Published on Thursday, February 23, 2023 by Kari Tallent

Let’s start from the beginning; yup in the womb. We all start life without any microbes, microscopic organisms, that when put together make up a microbiota.  These organisms consist of bacteria, viruses, fungi, and protozoa. When we are born our bodies are seeded by our mother’s microbes.

Throughout our lives, our microbiota is colonized by our surrounding environments, into a complex ecosystem. This ecosystem can become compromised and overgrown with harmful pathogens that can lead to chronic conditions. Since the 1700’s there has been an evolving method to restore healthy microbes and promote a flourishing microbiota in your gut. 

I am going to just rip the Band-Aid off, we are talking about fecal transplants. That’s right- poop.

Since the 4th century, this method has been used to restore healthy gut microbes. This started as an Eastern medical practice in China, taken orally in a “soup” form to help treat severe diarrhea.

There is also documented therapeutic use of oral or rectal administration of healthy stool by 17th-century veterinarians as well as World War II German soldiers suffering from bacterial dysentery. While this treatment method may sound archaic, it has been a very effective method to treat severe diarrhea and Clostridium difficile, better known as C. diff, for centuries.

While severe, uncontrolled diarrhea has been the primary focus of research in the area of fecal transplant, there is growing research and development for the treatment of other conditions as well. These include IBS/IBD, depression, and anxiety, as well as Alzheimer’s and Parkinson’s. One of the most recent trials that have concluded is harnessing microbes for weight loss in individuals suffering from obesity. 
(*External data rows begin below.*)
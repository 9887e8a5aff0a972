use crate::resource::Resource;
use crate::schedule::{ScheduledTask, makespan_end};
use crate::task::{PRIORITY_HIGH, Task};
use chrono::{Duration, NaiveDate, NaiveDateTime, NaiveTime};
use serde::{Deserialize, Serialize};
use std::collections::HashMap;

#[derive(Debug, Clone, Copy, PartialEq, Serialize, Deserialize)]
#[serde(default)]
pub struct DeadlineSettings {
    /// Tasks at this priority or better never get reassignment suggestions.
    pub top_priority: i32,
    pub max_alternatives: usize,
    pub max_overrun_ratio: f64,
}

impl Default for DeadlineSettings {
    fn default() -> Self {
        Self {
            top_priority: PRIORITY_HIGH,
            max_alternatives: 3,
            max_overrun_ratio: 0.10,
        }
    }
}

/// Advisory reassignment candidates for an at-risk task.
#[derive(Debug, Clone, PartialEq, Eq, Serialize, Deserialize)]
pub struct Suggestion {
    pub task_id: String,
    pub current_resource: String,
    pub alternatives: Vec<String>,
}

fn ends_by_task(schedule: &[ScheduledTask]) -> HashMap<&str, NaiveDateTime> {
    schedule.iter().map(|s| (s.task_id.as_str(), s.end)).collect()
}

/// Tasks whose scheduled end is after 00:00 on `deadline`, in task order.
pub fn tasks_at_risk(tasks: &[Task], schedule: &[ScheduledTask], deadline: NaiveDate) -> Vec<Task> {
    let cutoff = deadline.and_time(NaiveTime::MIN);
    let ends = ends_by_task(schedule);
    tasks
        .iter()
        .filter(|t| ends.get(t.id.as_str()).is_some_and(|end| *end > cutoff))
        .cloned()
        .collect()
}

/// Up to `max_alternatives` other resources, in resource order, for each
/// at-risk task that is assigned and below top priority. Tasks with no other
/// resource to move to get no suggestion.
pub fn suggest_compression(
    at_risk: &[Task],
    resources: &[Resource],
    settings: &DeadlineSettings,
) -> Vec<Suggestion> {
    at_risk
        .iter()
        .filter(|t| t.priority > settings.top_priority)
        .filter_map(|t| {
            let current = t.assigned_to.as_deref()?;
            let alternatives: Vec<String> = resources
                .iter()
                .filter(|r| r.id != current)
                .take(settings.max_alternatives)
                .map(|r| r.id.clone())
                .collect();
            if alternatives.is_empty() {
                return None;
            }
            Some(Suggestion {
                task_id: t.id.clone(),
                current_resource: current.to_string(),
                alternatives,
            })
        })
        .collect()
}

/// Tasks that share the latest scheduled end.
pub fn critical_path_tasks(tasks: &[Task], schedule: &[ScheduledTask]) -> Vec<Task> {
    let ends = ends_by_task(schedule);
    let Some(latest) = tasks.iter().filter_map(|t| ends.get(t.id.as_str())).max().copied() else {
        return Vec::new();
    };
    tasks
        .iter()
        .filter(|t| ends.get(t.id.as_str()) == Some(&latest))
        .cloned()
        .collect()
}

/// How far a project's latest end moved past its originally projected end.
#[derive(Debug, Clone, PartialEq, Eq, Serialize)]
pub struct DeadlineOverrun {
    pub project_id: String,
    pub original_end: NaiveDateTime,
    pub latest_end: Option<NaiveDateTime>,
    pub overrun: Duration,
    pub allowed: Duration,
}

impl DeadlineOverrun {
    pub fn within_limit(&self) -> bool {
        self.overrun <= self.allowed
    }
}

/// Compares the project's latest end with `original_end`. The allowed
/// overrun is `max_overrun_ratio` of the time from `reference` to
/// `original_end`. A project with no scheduled tasks never overruns.
pub fn deadline_overrun(
    schedule: &[ScheduledTask],
    project_id: &str,
    original_end: NaiveDateTime,
    reference: NaiveDateTime,
    max_overrun_ratio: f64,
) -> DeadlineOverrun {
    let project_tasks: Vec<ScheduledTask> = schedule
        .iter()
        .filter(|s| s.project_id == project_id)
        .cloned()
        .collect();
    let latest_end = makespan_end(&project_tasks);
    let original_seconds = (original_end - reference).num_seconds() as f64;
    let allowed = Duration::seconds((original_seconds * max_overrun_ratio).floor() as i64);
    let overrun = latest_end
        .map(|end| end - original_end)
        .unwrap_or_else(Duration::zero);
    DeadlineOverrun {
        project_id: project_id.to_string(),
        original_end,
        latest_end,
        overrun,
        allowed,
    }
}

#[cfg(test)]
mod tests {
    use super::*;
    use crate::task::{PRIORITY_LOW, PRIORITY_MEDIUM};

    fn at(day: u32, h: u32) -> NaiveDateTime {
        NaiveDate::from_ymd_opt(2024, 3, day)
            .unwrap()
            .and_hms_opt(h, 0, 0)
            .unwrap()
    }

    fn placed(id: &str, end: NaiveDateTime) -> ScheduledTask {
        ScheduledTask {
            task_id: id.into(),
            task_name: id.into(),
            resource_id: "R1".into(),
            resource_name: "Ada".into(),
            start: end - Duration::hours(1),
            end,
            project_id: "P1".into(),
        }
    }

    #[test]
    fn end_at_midnight_of_deadline_is_not_at_risk() {
        let tasks = vec![Task::new("T1", "a", 1), Task::new("T2", "b", 1)];
        let schedule = vec![placed("T1", at(8, 0)), placed("T2", at(8, 9))];
        let deadline = NaiveDate::from_ymd_opt(2024, 3, 8).unwrap();
        let risky = tasks_at_risk(&tasks, &schedule, deadline);
        assert_eq!(risky.len(), 1);
        assert_eq!(risky[0].id, "T2");
    }

    #[test]
    fn suggestions_skip_top_priority_and_unassigned() {
        let at_risk = vec![
            Task::new("T1", "a", 1).assigned("R1"),
            Task::new("T2", "b", 1).assigned("R1").with_priority(PRIORITY_MEDIUM),
            Task::new("T3", "c", 1).with_priority(PRIORITY_LOW),
        ];
        let resources: Vec<Resource> = ["R1", "R2", "R3", "R4", "R5"]
            .into_iter()
            .map(|id| Resource::new(id, id, "dev"))
            .collect();
        let suggestions = suggest_compression(&at_risk, &resources, &DeadlineSettings::default());
        assert_eq!(suggestions.len(), 1);
        assert_eq!(suggestions[0].task_id, "T2");
        assert_eq!(suggestions[0].alternatives, ["R2", "R3", "R4"]);
    }

    #[test]
    fn critical_path_keeps_every_task_on_the_latest_end() {
        let tasks = vec![Task::new("T1", "a", 1), Task::new("T2", "b", 1), Task::new("T3", "c", 1)];
        let schedule = vec![placed("T1", at(6, 17)), placed("T2", at(7, 17)), placed("T3", at(7, 17))];
        let ids: Vec<String> = critical_path_tasks(&tasks, &schedule).into_iter().map(|t| t.id).collect();
        assert_eq!(ids, ["T2", "T3"]);
        assert!(critical_path_tasks(&tasks, &[]).is_empty());
    }

    #[test]
    fn overrun_is_measured_against_original_duration() {
        let schedule = vec![placed("T1", at(12, 0))];
        // Ten days planned, one day allowed.
        let check = deadline_overrun(&schedule, "P1", at(11, 0), at(1, 0), 0.10);
        assert_eq!(check.overrun, Duration::days(1));
        assert_eq!(check.allowed, Duration::days(1));
        assert!(check.within_limit());
        let late = deadline_overrun(&[placed("T1", at(12, 1))], "P1", at(11, 0), at(1, 0), 0.10);
        assert!(!late.within_limit());
    }
}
You may be asking yourself, “How does this intriguing process work?” Up until recently, the healthy donor feces was administered via colonoscopy or endoscopy through, what looks similar to, a feeding tube. Thanks to advances in science and medicine, microbes can now be extracted and placed into dissolvable capsules, some may even call them “Crapsules”, which can be ingested. Both methods are still used depending on what conditions the transplant is for. 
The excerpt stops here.